На другой день, чуть свет, я был у источника. Я уже застал там Мерлина, который колдовал с усердием бобра, но не добился даже сырости. Настроение у него было весьма скверное; и всякий раз, когда я намекал ему, что, пожалуй, для человека неопытного подряд, который он взял на себя, слишком тяжел, он давал волю своему языку и начинал выражаться, как епископ, — как французский епископ эпохи Регентства.

Дело обстояло приблизительно так, как я и ожидал. «Источник» оказался самым обыкновенным колодцем, вырытым самым обыкновенным способом и облицованным самым обыкновенным камнем. Никакого чуда в нем не было. Даже во лжи, прославившей его, не было никакого чуда; я и сам мог бы без всякого труда изобрести такую ложь. Колодец находился в темном помещении, в самой середине часовни, построенной из нетесаного камня; стены этой каморки были увешаны благочестивыми картинами, перед которыми и рекламы страховых обществ могли бы гордиться совершенством, — картинами, изображавшими чудесные исцеления, совершенные водами источника, когда никто этого не видел, — никто, кроме ангелов. Ангелы всегда вылезают на палубу, когда совершается чудо, — вероятно для того, чтобы попасть на картину. А они любят это не меньше, чем пожарные; можете проверить по картинам старых мастеров.

Часовню, в которой находился колодец, тускло освещали лампады. Когда была вода, монахи доставали ее с помощью ворота и ведра на цепи и переливали в желоба, по которым она стекала в каменные резервуары, помещавшиеся снаружи; и в часовню, где находился колодец, никто не имел права входить, кроме монахов. Однако я вошел в нее — с любезного разрешения моего собрата по ремеслу и подчиненного. Сам он туда не входил. В работе он прибегал только к заклинаниям; к разуму он не прибегал никогда. Если бы он вошел в эту комнату и, вместо того чтобы напрягать свои поврежденные мозги, оглядел ее собственными глазами, он нашел бы способ исправить колодец естественными средствами, а потом мог бы выдать это за чудо, как обычно делается; но нет, он был старый дурень, он был из тех колдунов, которые сами верят в свое колдовство, а колдун, одержимый таким суеверием, никогда не добьется успеха.

Я подозревал, что колодец дал течь, что несколько камней возле дна обрушилось и образовалось отверстие, через которое уходит вода. Я измерил цепь, — длина ее равнялась девяноста восьми футам. Затем я вызвал двух монахов, запер дверь на замок, взял свечу и заставил их спустить меня в колодец на ведре. Когда цепь размотали до конца, я при свете свечи убедился в правильности своих предположений: значительная часть стены вывалилась, образовав большую трещину.

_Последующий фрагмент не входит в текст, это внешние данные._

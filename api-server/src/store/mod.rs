//! Persistence seams: one repository trait per entity, backed either by
//! PostgreSQL or by an in-process map.

use std::sync::Arc;

use thiserror::Error;

use crate::models::{
    Credential, Movie, MovieChanges, MovieFilter, NewMovie, NewUser, Pagination, User,
    UserChanges,
};

pub mod memory;
pub mod postgres;

pub use memory::MemoryStore;
pub use postgres::PgStore;

pub type StoreResult<T> = Result<T, StoreError>;

#[derive(Debug, Error)]
pub enum StoreError {
    #[error("database error: {0}")]
    Database(#[from] rocket_db_pools::sqlx::Error),
    #[error("unique constraint violated: {0}")]
    Conflict(String),
    #[error("corrupt row: {0}")]
    Corrupt(String),
}

#[rocket::async_trait]
pub trait UserRepository: Send + Sync {
    async fn create(&self, user: NewUser) -> StoreResult<User>;

    async fn find_by_id(&self, id: i32) -> StoreResult<Option<User>>;

    /// Exact match on the stored (already normalised) email.
    async fn find_by_email(&self, email: &str) -> StoreResult<Option<User>>;

    /// Returns `None` when no row has this id.
    async fn update(&self, id: i32, changes: UserChanges) -> StoreResult<Option<User>>;

    /// Removes the user and, through the foreign key, its credential.
    async fn delete(&self, id: i32) -> StoreResult<bool>;
}

#[rocket::async_trait]
pub trait CredentialRepository: Send + Sync {
    async fn create(&self, user_id: i32, password_hash: &str) -> StoreResult<Credential>;

    /// Only yields a credential whose owning user still exists.
    async fn find_by_user_id(&self, user_id: i32) -> StoreResult<Option<Credential>>;

    async fn update_hash(&self, id: i32, password_hash: &str) -> StoreResult<bool>;

    async fn delete(&self, id: i32) -> StoreResult<bool>;
}

#[rocket::async_trait]
pub trait MovieRepository: Send + Sync {
    async fn create(&self, movie: NewMovie) -> StoreResult<Movie>;

    async fn find_by_id(&self, id: i32) -> StoreResult<Option<Movie>>;

    /// One page of matches ordered by id, plus the total match count.
    async fn find_all(
        &self,
        filter: &MovieFilter,
        pagination: Pagination,
    ) -> StoreResult<(Vec<Movie>, i64)>;

    async fn update(&self, id: i32, changes: MovieChanges) -> StoreResult<Option<Movie>>;

    async fn delete(&self, id: i32) -> StoreResult<bool>;
}

/// Repository handles shared by every service.
#[derive(Clone)]
pub struct Repositories {
    pub users: Arc<dyn UserRepository>,
    pub credentials: Arc<dyn CredentialRepository>,
    pub movies: Arc<dyn MovieRepository>,
}

impl Repositories {
    pub fn postgres(store: PgStore) -> Self {
        let store = Arc::new(store);
        Self {
            users: store.clone(),
            credentials: store.clone(),
            movies: store,
        }
    }

    pub fn memory(store: MemoryStore) -> Self {
        let store = Arc::new(store);
        Self {
            users: store.clone(),
            credentials: store.clone(),
            movies: store,
        }
    }
}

Я почти жалел, что мои догадки подтверждались, так как я имел в виду кое-что другое, более выгодное для чуда. Мне вспомнилось, что в Америке, много веков спустя, когда нефтяной фонтан переставал бить, его снова вызывали к жизни, взрывая землю динамитом. Если бы оказалось, что колодец просто высох без видимых причин, я мог бы благородно удивить всех, заставив какого-нибудь не особенно ценного человека бросить в него динамитную бомбу. У меня была даже мысль использовать для этого Мерлина. Однако теперь я убедился, что бомбу бросать не придется. Обстоятельства не всегда складываются так, как мы хотим. Деловой человек не должен поддаваться разочарованию, он должен сообразить, как бы ему получить свое. Так я и поступил. Я сказал себе, что торопиться некуда, что я могу и подождать; дойдет черед и до бомбы. В свое время и дошел.

Когда меня подняли, я прогнал монахов и опустил в колодец рыболовную лесу; глубина колодца оказалась равной ста пятидесяти футам, а вода держалась в нем сейчас на уровне сорока одного фута. Я позвал монаха и спросил:

— Какова глубина колодца?

— Не знаю, сэр, мне никто об этом не говорил.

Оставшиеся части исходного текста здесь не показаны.